Splat the Cat
- Author: Rob Scotton
- Language: English
- Genre: children's books picture books
- Publisher: HarperCollins
- Publication date: 1 July 2008
- Publication place: United Kingdom United States
- Pages: 40
- ISBN: 978-0-06-083154-7
- OCLC: 233172584
- Dewey Decimal: [E] 22
- LC Class: PZ7.S4334 Sp 2008

= Splat the Cat =

American-British children's picture book

Splat the Cat is a 2008 children's picture book by Rob Scotton. The book was made into an animated 9-minute short in 2010 by Weston Woods Studios, with animation by Soup2Nuts.

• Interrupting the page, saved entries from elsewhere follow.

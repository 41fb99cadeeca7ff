//! Booking confirmation delivery.
//!
//! [`EmailNotifier`] sends a multipart (text + HTML) email over SMTP with
//! Askama templates. [`LogNotifier`] only logs, and is used when SMTP is not
//! configured. Exactly-once delivery is the caller's job: the webhook claims
//! `confirmation_sent_at` before calling [`Notifier::send_booking_confirmation`].

use askama::Template;
use async_trait::async_trait;
use lettre::{
    AsyncSmtpTransport, AsyncTransport, Message, Tokio1Executor,
    message::{MultiPart, SinglePart, header::ContentType},
    transport::smtp::{Error as SmtpError, authentication::Credentials},
};
use rust_decimal::Decimal;
use secrecy::ExposeSecret;
use serde::Serialize;
use thiserror::Error;

use crate::config::EmailConfig;

/// Everything the confirmation email shows.
#[derive(Debug, Clone, PartialEq, Eq, Serialize)]
pub struct BookingConfirmation {
    pub order_number: String,
    pub customer_email: String,
    pub customer_name: String,
    pub product_name: String,
    pub booking_date: Option<String>,
    pub time_slot: Option<String>,
    /// Party description such as `2 adults, 1 dog`.
    pub party: String,
    pub total: Decimal,
    pub currency: String,
    pub sale_order_name: Option<String>,
}

impl BookingConfirmation {
    fn subject(&self) -> String {
        format!("Booking confirmed: {} ({})", self.product_name, self.order_number)
    }
}

#[derive(Template)]
#[template(path = "email/booking_confirmation.html")]
struct BookingConfirmationHtml<'a> {
    order_number: &'a str,
    customer_name: &'a str,
    product_name: &'a str,
    booking_date: Option<&'a str>,
    time_slot: Option<&'a str>,
    party: &'a str,
    total: &'a Decimal,
    currency: &'a str,
    sale_order_name: Option<&'a str>,
}

#[derive(Template)]
#[template(path = "email/booking_confirmation.txt")]
struct BookingConfirmationText<'a> {
    order_number: &'a str,
    customer_name: &'a str,
    product_name: &'a str,
    booking_date: Option<&'a str>,
    time_slot: Option<&'a str>,
    party: &'a str,
    total: &'a Decimal,
    currency: &'a str,
    sale_order_name: Option<&'a str>,
}

/// Render the text and HTML bodies.
fn render(confirmation: &BookingConfirmation) -> Result<(String, String), NotifyError> {
    let text = BookingConfirmationText {
        order_number: &confirmation.order_number,
        customer_name: &confirmation.customer_name,
        product_name: &confirmation.product_name,
        booking_date: confirmation.booking_date.as_deref(),
        time_slot: confirmation.time_slot.as_deref(),
        party: &confirmation.party,
        total: &confirmation.total,
        currency: &confirmation.currency,
        sale_order_name: confirmation.sale_order_name.as_deref(),
    }
    .render()?;
    let html = BookingConfirmationHtml {
        order_number: &confirmation.order_number,
        customer_name: &confirmation.customer_name,
        product_name: &confirmation.product_name,
        booking_date: confirmation.booking_date.as_deref(),
        time_slot: confirmation.time_slot.as_deref(),
        party: &confirmation.party,
        total: &confirmation.total,
        currency: &confirmation.currency,
        sale_order_name: confirmation.sale_order_name.as_deref(),
    }
    .render()?;
    Ok((text, html))
}

/// Errors that can occur when sending a notification.
#[derive(Debug, Error)]
pub enum NotifyError {
    /// SMTP transport error.
    #[error("SMTP error: {0}")]
    Smtp(#[from] SmtpError),

    /// Failed to build email message.
    #[error("Failed to build message: {0}")]
    MessageBuild(#[from] lettre::error::Error),

    /// Invalid email address.
    #[error("Invalid email address: {0}")]
    InvalidAddress(String),

    /// Template rendering error.
    #[error("Template error: {0}")]
    Template(#[from] askama::Error),
}

/// Sends booking confirmations.
#[async_trait]
pub trait Notifier: Send + Sync {
    async fn send_booking_confirmation(
        &self,
        confirmation: &BookingConfirmation,
    ) -> Result<(), NotifyError>;
}

/// SMTP notifier.
#[derive(Clone)]
pub struct EmailNotifier {
    mailer: AsyncSmtpTransport<Tokio1Executor>,
    from_address: String,
}

impl EmailNotifier {
    /// Create a notifier from configuration.
    ///
    /// # Errors
    ///
    /// Returns error if the SMTP relay cannot be configured.
    pub fn new(config: &EmailConfig) -> Result<Self, SmtpError> {
        let credentials = Credentials::new(
            config.smtp_username.clone(),
            config.smtp_password.expose_secret().to_string(),
        );

        let mailer = AsyncSmtpTransport::<Tokio1Executor>::starttls_relay(&config.smtp_host)?
            .port(config.smtp_port)
            .credentials(credentials)
            .build();

        Ok(Self {
            mailer,
            from_address: config.from_address.clone(),
        })
    }
}

#[async_trait]
impl Notifier for EmailNotifier {
    #[tracing::instrument(skip(self, confirmation), fields(order_number = %confirmation.order_number))]
    async fn send_booking_confirmation(
        &self,
        confirmation: &BookingConfirmation,
    ) -> Result<(), NotifyError> {
        let (text_body, html_body) = render(confirmation)?;
        let to = &confirmation.customer_email;
        let subject = confirmation.subject();

        let email = Message::builder()
            .from(
                self.from_address
                    .parse()
                    .map_err(|_| NotifyError::InvalidAddress(self.from_address.clone()))?,
            )
            .to(to
                .parse()
                .map_err(|_| NotifyError::InvalidAddress(to.clone()))?)
            .subject(&subject)
            .multipart(
                MultiPart::alternative()
                    .singlepart(
                        SinglePart::builder()
                            .header(ContentType::TEXT_PLAIN)
                            .body(text_body),
                    )
                    .singlepart(
                        SinglePart::builder()
                            .header(ContentType::TEXT_HTML)
                            .body(html_body),
                    ),
            )?;

        self.mailer.send(email).await?;

        tracing::info!(to = %to, subject = %subject, "Confirmation email sent");
        Ok(())
    }
}

/// Notifier that only logs. Used when SMTP is not configured.
#[derive(Debug, Clone, Copy, Default)]
pub struct LogNotifier;

#[async_trait]
impl Notifier for LogNotifier {
    async fn send_booking_confirmation(
        &self,
        confirmation: &BookingConfirmation,
    ) -> Result<(), NotifyError> {
        // Render anyway so template errors surface without SMTP
        render(confirmation)?;
        tracing::info!(
            order_number = %confirmation.order_number,
            to = %confirmation.customer_email,
            "SMTP not configured, confirmation email logged only"
        );
        Ok(())
    }
}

In 2020, the book was adapted into a French animated series, Splat & Seymour (Splat et Harry in French). which is co-produced by Prana Studios.

==Plot==
Splat is so scared of his first day of Cat School that his tail moves with worry. He needs a friend, so he takes his pet, a mouse named Seymour, with him to school. Mrs. Wimpydimple covers many topics, such as self-esteem and nature. When Seymour gets out of Splat's lunchbox, the cats chase after him. The teacher saves Seymour. By day two, Splat's tail moves with excitement.

==Reception==
A Kirkus Reviews review says, "From the blackboard lessons to the store-window signs advertising white chocolate mice, jelly fish and fish cakes, environmental print creates visual interest. Splat himself is a hoot with his spindly legs, flyaway fur and highly expressive tail. Sure to stir things up at storytime." Stephanie Zvirin, of Booklist reviewed the book saying "Splat’s very visible, very childlike enthusiasms and concerns will resonate with kids, who will flip through the pictures more than once." A Publishers Weekly review says, "Rambunctious, filled with superbly executed details (look for Seymour when Splat pulls his mildly sheer sheets over his head), this book not only gets its job done, it completely transcends its agenda." Splat the Cat was a New York Times bestseller and Time magazine number four picture book of 2008.